Try it: Everything in the listing below must be set down again exactly.

*-*-*

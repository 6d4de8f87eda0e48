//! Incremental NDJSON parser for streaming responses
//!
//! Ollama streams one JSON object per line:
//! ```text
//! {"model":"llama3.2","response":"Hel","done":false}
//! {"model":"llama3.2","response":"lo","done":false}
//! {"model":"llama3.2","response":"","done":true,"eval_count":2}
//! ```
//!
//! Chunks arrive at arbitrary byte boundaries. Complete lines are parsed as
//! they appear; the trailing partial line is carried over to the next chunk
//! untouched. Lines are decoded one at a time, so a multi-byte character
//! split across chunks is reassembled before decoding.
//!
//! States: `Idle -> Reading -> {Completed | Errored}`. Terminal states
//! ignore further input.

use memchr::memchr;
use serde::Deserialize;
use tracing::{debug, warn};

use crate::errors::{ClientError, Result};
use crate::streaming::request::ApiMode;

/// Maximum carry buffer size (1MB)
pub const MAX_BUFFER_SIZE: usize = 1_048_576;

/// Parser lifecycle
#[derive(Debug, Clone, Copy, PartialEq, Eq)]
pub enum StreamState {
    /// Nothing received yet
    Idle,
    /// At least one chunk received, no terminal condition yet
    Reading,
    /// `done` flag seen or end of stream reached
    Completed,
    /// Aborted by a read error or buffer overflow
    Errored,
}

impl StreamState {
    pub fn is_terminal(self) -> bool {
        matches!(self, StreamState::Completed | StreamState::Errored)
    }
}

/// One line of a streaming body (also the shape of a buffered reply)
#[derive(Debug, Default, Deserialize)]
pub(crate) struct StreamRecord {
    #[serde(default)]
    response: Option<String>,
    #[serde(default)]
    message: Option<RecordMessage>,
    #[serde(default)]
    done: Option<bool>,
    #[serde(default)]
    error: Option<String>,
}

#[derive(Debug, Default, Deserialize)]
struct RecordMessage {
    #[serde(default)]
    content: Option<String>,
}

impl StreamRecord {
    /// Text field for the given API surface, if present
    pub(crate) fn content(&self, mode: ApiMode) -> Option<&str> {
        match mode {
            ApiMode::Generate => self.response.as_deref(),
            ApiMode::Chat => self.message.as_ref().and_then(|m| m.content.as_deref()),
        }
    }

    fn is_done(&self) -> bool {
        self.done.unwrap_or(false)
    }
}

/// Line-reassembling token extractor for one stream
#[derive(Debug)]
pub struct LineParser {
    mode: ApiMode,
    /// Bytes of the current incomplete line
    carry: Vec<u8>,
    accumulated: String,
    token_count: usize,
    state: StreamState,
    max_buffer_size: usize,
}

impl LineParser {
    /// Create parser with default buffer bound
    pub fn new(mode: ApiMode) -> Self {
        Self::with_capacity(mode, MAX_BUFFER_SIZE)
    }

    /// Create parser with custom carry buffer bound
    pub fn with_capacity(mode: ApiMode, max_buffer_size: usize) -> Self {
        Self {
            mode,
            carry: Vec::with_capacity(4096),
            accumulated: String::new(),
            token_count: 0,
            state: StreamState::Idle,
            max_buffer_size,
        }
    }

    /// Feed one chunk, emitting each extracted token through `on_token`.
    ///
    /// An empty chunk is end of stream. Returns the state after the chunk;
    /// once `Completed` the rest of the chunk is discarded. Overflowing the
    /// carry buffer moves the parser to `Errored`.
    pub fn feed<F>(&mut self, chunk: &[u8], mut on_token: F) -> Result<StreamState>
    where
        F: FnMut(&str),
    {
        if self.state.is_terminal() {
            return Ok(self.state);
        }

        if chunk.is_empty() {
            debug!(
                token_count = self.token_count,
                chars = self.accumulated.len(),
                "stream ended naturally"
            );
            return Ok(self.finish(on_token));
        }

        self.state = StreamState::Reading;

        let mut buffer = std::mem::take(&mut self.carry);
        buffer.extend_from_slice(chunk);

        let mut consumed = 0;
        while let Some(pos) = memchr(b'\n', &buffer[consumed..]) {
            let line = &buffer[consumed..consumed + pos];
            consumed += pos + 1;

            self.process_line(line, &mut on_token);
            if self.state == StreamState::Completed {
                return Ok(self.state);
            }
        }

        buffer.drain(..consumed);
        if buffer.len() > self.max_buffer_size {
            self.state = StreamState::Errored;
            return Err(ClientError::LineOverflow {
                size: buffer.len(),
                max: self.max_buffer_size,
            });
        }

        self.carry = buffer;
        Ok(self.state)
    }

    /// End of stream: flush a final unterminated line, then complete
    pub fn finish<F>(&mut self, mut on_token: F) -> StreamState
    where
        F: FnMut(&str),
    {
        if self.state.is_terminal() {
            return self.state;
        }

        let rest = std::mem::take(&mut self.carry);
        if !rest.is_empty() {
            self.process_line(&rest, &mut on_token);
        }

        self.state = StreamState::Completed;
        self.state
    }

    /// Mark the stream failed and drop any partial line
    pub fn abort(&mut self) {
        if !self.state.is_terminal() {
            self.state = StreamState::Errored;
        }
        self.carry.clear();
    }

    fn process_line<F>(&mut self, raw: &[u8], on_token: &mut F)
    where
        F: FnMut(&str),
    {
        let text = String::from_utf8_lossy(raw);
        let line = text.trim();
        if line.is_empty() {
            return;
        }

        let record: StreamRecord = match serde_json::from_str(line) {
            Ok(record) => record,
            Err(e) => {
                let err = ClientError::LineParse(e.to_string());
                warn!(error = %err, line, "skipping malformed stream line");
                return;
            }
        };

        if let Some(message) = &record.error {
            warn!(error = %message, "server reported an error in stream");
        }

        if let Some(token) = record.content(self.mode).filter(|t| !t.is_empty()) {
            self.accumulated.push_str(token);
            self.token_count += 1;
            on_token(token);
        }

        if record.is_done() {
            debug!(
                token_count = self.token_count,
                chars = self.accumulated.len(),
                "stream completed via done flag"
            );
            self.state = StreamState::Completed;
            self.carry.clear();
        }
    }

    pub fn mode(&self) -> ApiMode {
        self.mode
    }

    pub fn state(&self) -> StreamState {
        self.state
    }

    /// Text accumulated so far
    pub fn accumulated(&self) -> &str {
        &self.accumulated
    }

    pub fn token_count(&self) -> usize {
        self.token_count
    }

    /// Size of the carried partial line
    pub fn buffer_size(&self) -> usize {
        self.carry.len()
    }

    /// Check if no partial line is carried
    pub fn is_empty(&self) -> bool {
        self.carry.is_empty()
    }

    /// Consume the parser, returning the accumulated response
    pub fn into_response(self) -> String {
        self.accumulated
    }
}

*-*-*

Problem solution:
repository 6d4de8f87eda0e48
//! Incremental NDJSON parser for streaming responses
//!
//! Ollama streams one JSON object per line:
//! ```text
//! {"model":"llama3.2","response":"Hel","done":false}
//! {"model":"llama3.2","response":"lo","done":false}
//! {"model":"llama3.2","response":"","done":true,"eval_count":2}
//! ```
//!
//! Chunks arrive at arbitrary byte boundaries. Complete lines are parsed as
//! they appear; the trailing partial line is carried over to the next chunk
//! untouched. Lines are decoded one at a time, so a multi-byte character
//! split across chunks is reassembled before decoding.
//!
//! States: `Idle -> Reading -> {Completed | Errored}`. Terminal states
//! ignore further input.

use memchr::memchr;
use serde::Deserialize;
use tracing::{debug, warn};

use crate::errors::{ClientError, Result};
use crate::streaming::request::ApiMode;

/// Maximum carry buffer size (1MB)
pub const MAX_BUFFER_SIZE: usize = 1_048_576;

/// Parser lifecycle
#[derive(Debug, Clone, Copy, PartialEq, Eq)]
pub enum StreamState {
    /// Nothing received yet
    Idle,
    /// At least one chunk received, no terminal condition yet
    Reading,
    /// `done` flag seen or end of stream reached
    Completed,
    /// Aborted by a read error or buffer overflow
    Errored,
}

impl StreamState {
    pub fn is_terminal(self) -> bool {
        matches!(self, StreamState::Completed | StreamState::Errored)
    }
}

/// One line of a streaming body (also the shape of a buffered reply)
#[derive(Debug, Default, Deserialize)]
pub(crate) struct StreamRecord {
    #[serde(default)]
    response: Option<String>,
    #[serde(default)]
    message: Option<RecordMessage>,
    #[serde(default)]
    done: Option<bool>,
    #[serde(default)]
    error: Option<String>,
}

#[derive(Debug, Default, Deserialize)]
struct RecordMessage {
    #[serde(default)]
    content: Option<String>,
}

impl StreamRecord {
    /// Text field for the given API surface, if present
    pub(crate) fn content(&self, mode: ApiMode) -> Option<&str> {
        match mode {
            ApiMode::Generate => self.response.as_deref(),
            ApiMode::Chat => self.message.as_ref().and_then(|m| m.content.as_deref()),
        }
    }

    fn is_done(&self) -> bool {
        self.done.unwrap_or(false)
    }
}

/// Line-reassembling token extractor for one stream
#[derive(Debug)]
pub struct LineParser {
    mode: ApiMode,
    /// Bytes of the current incomplete line
    carry: Vec<u8>,
    accumulated: String,
    token_count: usize,
    state: StreamState,
    max_buffer_size: usize,
}

impl LineParser {
    /// Create parser with default buffer bound
    pub fn new(mode: ApiMode) -> Self {
        Self::with_capacity(mode, MAX_BUFFER_SIZE)
    }

    /// Create parser with custom carry buffer bound
    pub fn with_capacity(mode: ApiMode, max_buffer_size: usize) -> Self {
        Self {
            mode,
            carry: Vec::with_capacity(4096),
            accumulated: String::new(),
            token_count: 0,
            state: StreamState::Idle,
            max_buffer_size,
        }
    }

    /// Feed one chunk, emitting each extracted token through `on_token`.
    ///
    /// An empty chunk is end of stream. Returns the state after the chunk;
    /// once `Completed` the rest of the chunk is discarded. Overflowing the
    /// carry buffer moves the parser to `Errored`.
    pub fn feed<F>(&mut self, chunk: &[u8], mut on_token: F) -> Result<StreamState>
    where
        F: FnMut(&str),
    {
        if self.state.is_terminal() {
            return Ok(self.state);
        }

        if chunk.is_empty() {
            debug!(
                token_count = self.token_count,
                chars = self.accumulated.len(),
                "stream ended naturally"
            );
            return Ok(self.finish(on_token));
        }

        self.state = StreamState::Reading;

        let mut buffer = std::mem::take(&mut self.carry);
        buffer.extend_from_slice(chunk);

        let mut consumed = 0;
        while let Some(pos) = memchr(b'\n', &buffer[consumed..]) {
            let line = &buffer[consumed..consumed + pos];
            consumed += pos + 1;

            self.process_line(line, &mut on_token);
            if self.state == StreamState::Completed {
                return Ok(self.state);
            }
        }

        buffer.drain(..consumed);
        if buffer.len() > self.max_buffer_size {
            self.state = StreamState::Errored;
            return Err(ClientError::LineOverflow {
                size: buffer.len(),
                max: self.max_buffer_size,
            });
        }

        self.carry = buffer;
        Ok(self.state)
    }

    /// End of stream: flush a final unterminated line, then complete
    pub fn finish<F>(&mut self, mut on_token: F) -> StreamState
    where
        F: FnMut(&str),
    {
        if self.state.is_terminal() {
            return self.state;
        }

        let rest = std::mem::take(&mut self.carry);
        if !rest.is_empty() {
            self.process_line(&rest, &mut on_token);
        }

        self.state = StreamState::Completed;
        self.state
    }

    /// Mark the stream failed and drop any partial line
    pub fn abort(&mut self) {
        if !self.state.is_terminal() {
            self.state = StreamState::Errored;
        }
        self.carry.clear();
    }

    fn process_line<F>(&mut self, raw: &[u8], on_token: &mut F)
    where
        F: FnMut(&str),
    {
        let text = String::from_utf8_lossy(raw);
        let line = text.trim();
        if line.is_empty() {
            return;
        }

        let record: StreamRecord = match serde_json::from_str(line) {
            Ok(record) => record,
            Err(e) => {
                let err = ClientError::LineParse(e.to_string());
                warn!(error = %err, line, "skipping malformed stream line");
                return;
            }
        };

        if let Some(message) = &record.error {
            warn!(error = %message, "server reported an error in stream");
        }

        if let Some(token) = record.content(self.mode).filter(|t| !t.is_empty()) {
            self.accumulated.push_str(token);
            self.token_count += 1;
            on_token(token);
        }

        if record.is_done() {
            debug!(
                token_count = self.token_count,
                chars = self.accumulated.len(),
                "stream completed via done flag"
            );
            self.state = StreamState::Completed;
            self.carry.clear();
        }
    }

    pub fn mode(&self) -> ApiMode {
        self.mode
    }

    pub fn state(&self) -> StreamState {
        self.state
    }

    /// Text accumulated so far
    pub fn accumulated(&self) -> &str {
        &self.accumulated
    }

    pub fn token_count(&self) -> usize {
        self.token_count
    }

    /// Size of the carried partial line
    pub fn buffer_size(&self) -> usize {
        self.carry.len()
    }

    /// Check if no partial line is carried
    pub fn is_empty(&self) -> bool {
        self.carry.is_empty()
    }

    /// Consume the parser, returning the accumulated response
    pub fn into_response(self) -> String {
        self.accumulated
    }
}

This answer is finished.